Pour Mme Swetchine en particulier, l’étude qui précéda sa conversion, loin de glacer sa piété par la moindre nuance de sécheresse ou de pédanterie, fut au contraire échauffée par un progrès de ferveur croissante. Elle aimait si peu à parler d’elle-même, qu’elle n’a raconté nulle part en détail le chemin de son âme ; mais les traces et comme les étapes en sont marquées dans ces volumineux cahiers de notes et d’extraits de lectures, où ses sentimens se trahissent de loin en loin, soit par une réflexion jetée en courant sur le papier, soit par le choix d’un vers ou d’une pensée qui sert d’épigraphe. On les voit devenir plus animés, plus tendres, plus brûlans, à mesure que le jour décisif est plus voisin, comme l’élan d’un cheval généreux redouble en approchant du but. Ne trouve-t-on pas, en traits de feu, tout le récit de cette histoire intime dans cette page incomparable qu’une sorte de pudeur pieuse empêcherait d’insérer dans un recueil littéraire, s’il n’était loisible à tout ami du beau de la prendre pour un feuillet perdu des soliloques de saint Augustin ?

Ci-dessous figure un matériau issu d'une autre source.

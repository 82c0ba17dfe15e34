use encoding_rs::{Encoding, WINDOWS_1252};
use rqrr::PreparedImage;
use tracing::{debug, trace};

use super::{
    binarize::BinaryImage,
    engine::{MultipleReader, Reader},
};
use crate::common::{
    error::ScanResult,
    format::BarcodeFormat,
    hints::DecodeHints,
    result::{DecodeResult, MetadataValue, ResultMetadataType, ResultPoint},
};

// QR engine
// Grid detection and payload decoding are done by rqrr. This adapter feeds it the binary image,
// reports grid corners as interest points, and turns payload bytes into text using the
// character set hint, UTF-8, or ISO-8859-1 as the QR default, in that order.
//------------------------------------------------------------------------------

#[derive(Debug, Default, Copy, Clone)]
pub struct RqrrReader;

impl RqrrReader {
    pub fn new() -> Self {
        Self
    }

    fn scan(
        &self,
        img: &BinaryImage,
        hints: &DecodeHints,
        first_only: bool,
    ) -> ScanResult<Vec<DecodeResult>> {
        let mut prepared = PreparedImage::prepare_from_bitmap(img.w as usize, img.h as usize, |x, y| {
            img.get(x as u32, y as u32).unwrap_or(false)
        });
        let grids = prepared.detect_grids();
        trace!(grids = grids.len(), "Detected QR grids");

        let mut found = Vec::new();
        for grid in grids {
            let pts = grid
                .bounds
                .iter()
                .map(|p| ResultPoint::new(p.x as f32, p.y as f32))
                .collect::<Vec<_>>();
            pts.iter().for_each(|p| hints.report_point(*p));

            let mut bytes = Vec::new();
            let meta = match grid.decode_to(&mut bytes) {
                Ok(meta) => meta,
                Err(err) => {
                    // Unreadable grid is a miss, not an engine fault
                    debug!(%err, "QR grid failed to decode");
                    continue;
                }
            };

            let text = decode_payload(&bytes, hints.character_set());
            let res = DecodeResult::new(text, BarcodeFormat::QrCode, pts)
                .with_raw_bytes(bytes)
                .with_metadata(
                    ResultMetadataType::ErrorCorrectionLevel,
                    MetadataValue::Text(ec_level_name(meta.ecc_level).to_string()),
                )
                .with_metadata(
                    ResultMetadataType::SymbologyIdentifier,
                    MetadataValue::Text("]Q1".to_string()),
                );
            found.push(res);

            if first_only {
                break;
            }
        }
        Ok(found)
    }
}

impl Reader for RqrrReader {
    fn decode(&mut self, img: &BinaryImage, hints: &DecodeHints) -> ScanResult<Option<DecodeResult>> {
        Ok(self.scan(img, hints, true)?.into_iter().next())
    }
}

impl MultipleReader for RqrrReader {
    fn decode_multiple(
        &mut self,
        img: &BinaryImage,
        hints: &DecodeHints,
    ) -> ScanResult<Option<Vec<DecodeResult>>> {
        let found = self.scan(img, hints, false)?;
        Ok(if found.is_empty() { None } else { Some(found) })
    }
}

// Format info stores the level as 2 raw bits: 01 L, 00 M, 11 Q, 10 H
fn ec_level_name(bits: u16) -> &'static str {
    match bits & 0b11 {
        0b01 => "L",
        0b00 => "M",
        0b11 => "Q",
        _ => "H",
    }
}

pub(crate) fn decode_payload(bytes: &[u8], charset: Option<&'static Encoding>) -> String {
    if let Some(enc) = charset {
        return enc.decode_without_bom_handling(bytes).0.into_owned();
    }
    match std::str::from_utf8(bytes) {
        Ok(s) => s.to_string(),
        Err(_) => WINDOWS_1252.decode_without_bom_handling(bytes).0.into_owned(),
    }
}

#[cfg(test)]
mod qr_tests {
    use encoding_rs::SHIFT_JIS;
    use test_case::test_case;

    use super::{decode_payload, ec_level_name, RqrrReader};
    use crate::{
        reader::{
            binarize::BinaryImage,
            engine::{MultipleReader, Reader},
        },
        DecodeHints,
    };

    #[test]
    fn test_blank_image_has_no_symbol() {
        let img = BinaryImage::new(64, 64);
        let mut reader = RqrrReader::new();
        assert!(reader.decode(&img, &DecodeHints::new()).unwrap().is_none());
        assert!(reader.decode_multiple(&img, &DecodeHints::new()).unwrap().is_none());
    }

    #[test]
    fn test_payload_utf8() {
        assert_eq!(decode_payload("Hello, world!🌎".as_bytes(), None), "Hello, world!🌎");
    }

    #[test]
    fn test_payload_latin1_fallback() {
        assert_eq!(decode_payload(&[0x43, 0x61, 0x66, 0xe9], None), "Café");
    }

    #[test]
    fn test_payload_charset_hint() {
        // "テスト" in Shift_JIS
        let sjis = [0x83, 0x65, 0x83, 0x58, 0x83, 0x67];
        assert_eq!(decode_payload(&sjis, Some(SHIFT_JIS)), "テスト");
    }

    #[test_case(0b01, "L")]
    #[test_case(0b00, "M")]
    #[test_case(0b11, "Q")]
    #[test_case(0b10, "H")]
    fn test_ec_level_name(bits: u16, exp: &str) {
        assert_eq!(ec_level_name(bits), exp);
    }
}
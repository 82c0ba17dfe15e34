pub mod error;
pub mod format;
pub mod hints;
pub mod result;

pub use error::*;
pub use format::*;
pub use hints::*;
pub use result::*;
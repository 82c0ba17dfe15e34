use std::collections::BTreeMap;

use super::format::BarcodeFormat;

// Result point
//------------------------------------------------------------------------------

#[derive(Debug, PartialEq, Copy, Clone, Default)]
pub struct ResultPoint {
    pub x: f32,
    pub y: f32,
}

impl ResultPoint {
    pub const fn new(x: f32, y: f32) -> Self {
        Self { x, y }
    }

    pub fn translate(self, dx: f32, dy: f32) -> Self {
        Self { x: self.x + dx, y: self.y + dy }
    }
}

// Metadata
//------------------------------------------------------------------------------

#[derive(Debug, PartialEq, Eq, PartialOrd, Ord, Hash, Copy, Clone)]
pub enum ResultMetadataType {
    /// Rotation in degrees, `[0, 360)`, that brings the symbol upright.
    Orientation,
    ByteSegments,
    ErrorCorrectionLevel,
    SymbologyIdentifier,
    Other,
}

#[derive(Debug, PartialEq, Eq, Clone)]
pub enum MetadataValue {
    Int(i32),
    Text(String),
    Bytes(Vec<u8>),
}

pub type ResultMetadata = BTreeMap<ResultMetadataType, MetadataValue>;

// Decode result
//------------------------------------------------------------------------------

#[derive(Debug, PartialEq, Clone)]
pub struct DecodeResult {
    text: String,
    raw_bytes: Option<Vec<u8>>,
    format: BarcodeFormat,
    points: Vec<ResultPoint>,
    metadata: Option<ResultMetadata>,
}

impl DecodeResult {
    pub fn new(text: impl Into<String>, format: BarcodeFormat, points: Vec<ResultPoint>) -> Self {
        Self { text: text.into(), raw_bytes: None, format, points, metadata: None }
    }

    pub fn with_raw_bytes(mut self, bytes: Vec<u8>) -> Self {
        self.raw_bytes = Some(bytes);
        self
    }

    pub fn with_metadata(mut self, key: ResultMetadataType, value: MetadataValue) -> Self {
        self.put_metadata(key, value);
        self
    }

    pub fn text(&self) -> &str {
        &self.text
    }

    pub fn raw_bytes(&self) -> Option<&[u8]> {
        self.raw_bytes.as_deref()
    }

    pub fn format(&self) -> BarcodeFormat {
        self.format
    }

    pub fn points(&self) -> &[ResultPoint] {
        &self.points
    }

    /// `None` when the engine attached no metadata at all.
    pub fn metadata(&self) -> Option<&ResultMetadata> {
        self.metadata.as_ref()
    }

    pub fn orientation(&self) -> Option<i32> {
        match self.metadata.as_ref()?.get(&ResultMetadataType::Orientation)? {
            MetadataValue::Int(deg) => Some(*deg),
            _ => None,
        }
    }

    pub(crate) fn put_metadata(&mut self, key: ResultMetadataType, value: MetadataValue) {
        self.metadata.get_or_insert_with(ResultMetadata::new).insert(key, value);
    }

    /// Shifts points found in a cropped region back into the coordinates of the full image.
    pub(crate) fn translate_points(mut self, dx: f32, dy: f32) -> Self {
        self.points.iter_mut().for_each(|p| *p = p.translate(dx, dy));
        self
    }
}

#[cfg(test)]
mod result_tests {
    use super::{DecodeResult, MetadataValue, ResultMetadataType, ResultPoint};
    use crate::BarcodeFormat;

    #[test]
    fn test_metadata_absent_until_put() {
        let mut res = DecodeResult::new("abc", BarcodeFormat::QrCode, vec![]);
        assert!(res.metadata().is_none());
        assert_eq!(res.orientation(), None);

        res.put_metadata(ResultMetadataType::Orientation, MetadataValue::Int(90));
        assert_eq!(res.orientation(), Some(90));
        assert_eq!(res.metadata().unwrap().len(), 1);
    }

    #[test]
    fn test_non_int_orientation_ignored() {
        let res = DecodeResult::new("abc", BarcodeFormat::QrCode, vec![])
            .with_metadata(ResultMetadataType::Orientation, MetadataValue::Text("up".into()));
        assert_eq!(res.orientation(), None);
    }

    #[test]
    fn test_translate_points() {
        let pts = vec![ResultPoint::new(1.0, 2.0), ResultPoint::new(5.0, 6.0)];
        let res = DecodeResult::new("abc", BarcodeFormat::QrCode, pts).translate_points(10.0, 20.0);
        assert_eq!(res.points(), &[ResultPoint::new(11.0, 22.0), ResultPoint::new(15.0, 26.0)]);
    }
}
use std::cmp;

use image::{GrayImage, Luma};
use imageproc::contrast::otsu_level;

use super::luminance::LuminanceSource;

// Binary image
//------------------------------------------------------------------------------

/// Two tone image handed to decoding engines. `true` is a dark module.
#[derive(Debug, PartialEq, Eq, Clone)]
pub struct BinaryImage {
    buffer: Vec<bool>,
    pub w: u32,
    pub h: u32,
}

impl BinaryImage {
    pub fn new(w: u32, h: u32) -> Self {
        Self { buffer: vec![false; (w * h) as usize], w, h }
    }

    /// Pixels less than or equal to `thresh` are dark.
    pub fn from_threshold(img: &GrayImage, thresh: u8) -> Self {
        let (w, h) = img.dimensions();
        let buffer = img.pixels().map(|Luma([p])| *p <= thresh).collect();
        Self { buffer, w, h }
    }

    pub fn get(&self, x: u32, y: u32) -> Option<bool> {
        if x >= self.w || y >= self.h {
            return None;
        }
        Some(self.buffer[(y * self.w + x) as usize])
    }

    pub fn set(&mut self, x: u32, y: u32, dark: bool) {
        if x < self.w && y < self.h {
            self.buffer[(y * self.w + x) as usize] = dark;
        }
    }

    /// Copies out the `w` x `h` region at `(left, top)`. The region is clipped to the image.
    pub fn crop(&self, left: u32, top: u32, w: u32, h: u32) -> Self {
        let left = cmp::min(left, self.w);
        let top = cmp::min(top, self.h);
        let w = cmp::min(w, self.w - left);
        let h = cmp::min(h, self.h - top);

        let mut buffer = Vec::with_capacity((w * h) as usize);
        for y in top..top + h {
            let row_off = (y * self.w) as usize;
            buffer.extend_from_slice(&self.buffer[row_off + left as usize..row_off + (left + w) as usize]);
        }
        Self { buffer, w, h }
    }

    pub fn count_dark(&self) -> usize {
        self.buffer.iter().filter(|&&d| d).count()
    }

    /// Renders dark modules as 0 and light ones as 255.
    pub fn to_luma(&self) -> GrayImage {
        let w = self.w as usize;
        GrayImage::from_fn(self.w, self.h, |x, y| {
            Luma([if self.buffer[y as usize * w + x as usize] { 0 } else { 255 }])
        })
    }
}

// Binarizer
//------------------------------------------------------------------------------

/// Converts a luminance view into a [`BinaryImage`]. The reader calls it once per attempted
/// transform, so every rotation and inversion gets a freshly thresholded image.
pub trait Binarizer: Send {
    fn binarize(&self, src: &dyn LuminanceSource) -> BinaryImage;
}

impl<F> Binarizer for F
where
    F: Fn(&dyn LuminanceSource) -> BinaryImage + Send,
{
    fn binarize(&self, src: &dyn LuminanceSource) -> BinaryImage {
        self(src)
    }
}

// Global threshold picked with Otsu's method
//------------------------------------------------------------------------------

#[derive(Debug, Default, Copy, Clone)]
pub struct OtsuBinarizer;

impl Binarizer for OtsuBinarizer {
    fn binarize(&self, src: &dyn LuminanceSource) -> BinaryImage {
        let img = src.luma();
        BinaryImage::from_threshold(img, otsu_level(img))
    }
}

// Local threshold
// Steps:
// 1. Divides image into blocks of 8x8 pixels. Blocks on the right and bottom edges may be
//    fractional and are averaged over the pixels they actually hold
// 2. Calculates average of each block. Low contrast blocks are assumed to be background
// 3. Calculates the threshold for each block by averaging 5x5 blocks around the current block
// 4. Sets binary pixel as dark if pixel value less than or equal to threshold
// Images narrower or shorter than 5 blocks don't have enough neighbours, so they fall back to
// the global threshold
//------------------------------------------------------------------------------

const BLOCK_SHIFT: u32 = 3;
const MIN_CONTRAST: u8 = 24;
const MIN_BLOCKS: usize = 5;

#[derive(Debug, Default, Copy, Clone)]
pub struct HybridBinarizer;

impl Binarizer for HybridBinarizer {
    fn binarize(&self, src: &dyn LuminanceSource) -> BinaryImage {
        let img = src.luma();
        let (w, h) = img.dimensions();
        let (wsteps, hsteps) = block_steps(w, h);
        if wsteps < MIN_BLOCKS || hsteps < MIN_BLOCKS {
            return OtsuBinarizer.binarize(src);
        }

        let avg = block_average(img, wsteps, hsteps);
        let thresh = block_threshold(&avg, wsteps, hsteps);

        let mut res = BinaryImage::new(w, h);
        for (x, y, Luma([p])) in img.enumerate_pixels() {
            let bi = (y >> BLOCK_SHIFT) as usize * wsteps + (x >> BLOCK_SHIFT) as usize;
            if *p <= thresh[bi] {
                res.set(x, y, true);
            }
        }
        res
    }
}

fn block_steps(w: u32, h: u32) -> (usize, usize) {
    let wsteps = w.div_ceil(1 << BLOCK_SHIFT) as usize;
    let hsteps = h.div_ceil(1 << BLOCK_SHIFT) as usize;
    (wsteps, hsteps)
}

fn block_average(img: &GrayImage, wsteps: usize, hsteps: usize) -> Vec<usize> {
    let len = wsteps * hsteps;
    let mut sum = vec![0usize; len];
    let mut count = vec![0usize; len];
    let mut min_max = vec![(u8::MAX, u8::MIN); len];

    for (x, y, Luma([p])) in img.enumerate_pixels() {
        let i = (y >> BLOCK_SHIFT) as usize * wsteps + (x >> BLOCK_SHIFT) as usize;
        sum[i] += *p as usize;
        count[i] += 1;
        min_max[i].0 = cmp::min(min_max[i].0, *p);
        min_max[i].1 = cmp::max(min_max[i].1, *p);
    }

    // If variance is low, assume the block is background and take half its minimum. Unless
    // the block has top/left neighbours, in which case their average is a better guess.
    let mut avg = vec![0usize; len];
    for by in 0..hsteps {
        for bx in 0..wsteps {
            let i = by * wsteps + bx;
            let (mn, mx) = min_max[i];
            if mx - mn > MIN_CONTRAST {
                avg[i] = sum[i] / count[i];
                continue;
            }

            avg[i] = (mn as usize) / 2;
            if bx > 0 && by > 0 {
                // Average of neighbors (x-1, y), (x, y-1), (x-1, y-1)
                let ng_avg = (2 * avg[i - 1] + avg[i - wsteps] + avg[i - wsteps - 1]) / 4;
                if (mn as usize) < ng_avg {
                    avg[i] = ng_avg;
                }
            }
        }
    }
    avg
}

fn block_threshold(avg: &[usize], wsteps: usize, hsteps: usize) -> Vec<u8> {
    let (maxx, maxy) = (wsteps - 3, hsteps - 3);
    let mut res = vec![0u8; wsteps * hsteps];

    for y in 0..hsteps {
        let cy = y.clamp(2, maxy);
        for x in 0..wsteps {
            let cx = x.clamp(2, maxx);
            let mut sum = 0usize;
            for ny in cy - 2..=cy + 2 {
                let ni = ny * wsteps + cx;
                sum += avg[ni - 2..=ni + 2].iter().sum::<usize>();
            }
            res[y * wsteps + x] = (sum / 25) as u8;
        }
    }
    res
}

« Mon Dieu, je ne vous ai pas toujours connu, je ne vous ai pas toujours aimé ! Pendant un temps, ô mon Dieu, un temps que je ne puis concevoir, vous étiez partout comme à présent, et je ne vous voyais nulle part. Enfin pourtant je vous entrevis dans la foulé des objets qui sans cesse vous dérobaient à ma vue ; bientôt après votre tête adorable s’éleva au-dessus de toutes les autres, et les domina. Je la vis, cette tête divine, dispenser les miséricordes, supporter les outrages, être en butte à bien des traits. Votre beauté, l’acharnement de vos ennemis, qui étaient ceux de la vertu, m’attendrirent. D’abord je tournai souvent mes regards vers vous, ensuite plus souvent encore ; enfin je ne les détournai plus, et j’en vins à mêler cette chère vue à toutes les autres, à ne la séparer de rien, pour que tout en moi fût meilleur et plus sage. J’en étais là, et je m’y croyais arrêtée, quand il se fit, je ne sais plus comment, qu’un jour, une heure rapide et heureuse, je ne vis plus que vous seul ! Ô mon Dieu, c’est lorsqu’auprès de vous tout ce qui n’était pas vous me parut frappé d’amertume et de néant, que je vis bien, mon bon Sauveur, qu’enfin la pauvre brebis avait connu son vrai pasteur ! »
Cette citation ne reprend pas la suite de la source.